No One Checks Medical Donations
In a continuing investigation of bad charities, a team of reporters looks at how such groups improve the appearance of their balance sheet by claiming they have sent millions of dollars’ worth of medical supplies to impoverished countries.
Some of the groups use a for-profit company to make the arrangements, for a fee: Charity Services International.
The investigation -- by the Tampa Bay Times, the Center for Investigative Reporting and CNN -- found little evidence that the company actually shipped what it claimed: $40 million worth of medical supplies to Guatemala in the year the team studied, 2010 (paywall alert).

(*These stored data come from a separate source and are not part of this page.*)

/// 視野系統模組
///
/// 幾何基礎、邊界合成、放射掃描求解、緩存、光照計算與輸出格式
pub mod geometry_utils;
pub mod boundary;
pub mod sweep;
pub mod vision_cache;
pub mod vision_output;
pub mod lighting;

mod mathematical_tests;

pub use self::{
    geometry_utils::*,
    boundary::{light_boundary, light_boundary_points, Bounds},
    sweep::{solve, solve_segments, Observer, SolverParams, VisibilityPolygon},
    vision_cache::{layout_key, CacheStats, VisionCache},
    vision_output::*,
    lighting::LightingCalculator,
};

Because neither the U.S. nor Guatemalan customs officers checked what was actually shipped, the reporters found it was impossible to say what was actually sent and what it was really worth. But in Guatemala, they could find no evidence that a major influx of medical supplies occurred.
The deal with the middleman company would enable the charities to use the claimed donations to offset the millions they actually paid professional fund-raising companies and in salaries to their own executives. This would help the charities pass muster if the IRS or some state agency were to investigate.
Five of the 15 charities that used the middleman company in the year studied were on the list of “America’s Worst Charities,” identified by the same reporting team last year. A Florida-based charity, Kids' Wish Network, was judged worst, in that it spent only 3 percent of its income on its mission, with the rest going to the fundraising organization.
The televised version of the report will appear on the CNN show Anderson Cooper’s AC360 at 8 p.m. Wednesday and Thursday.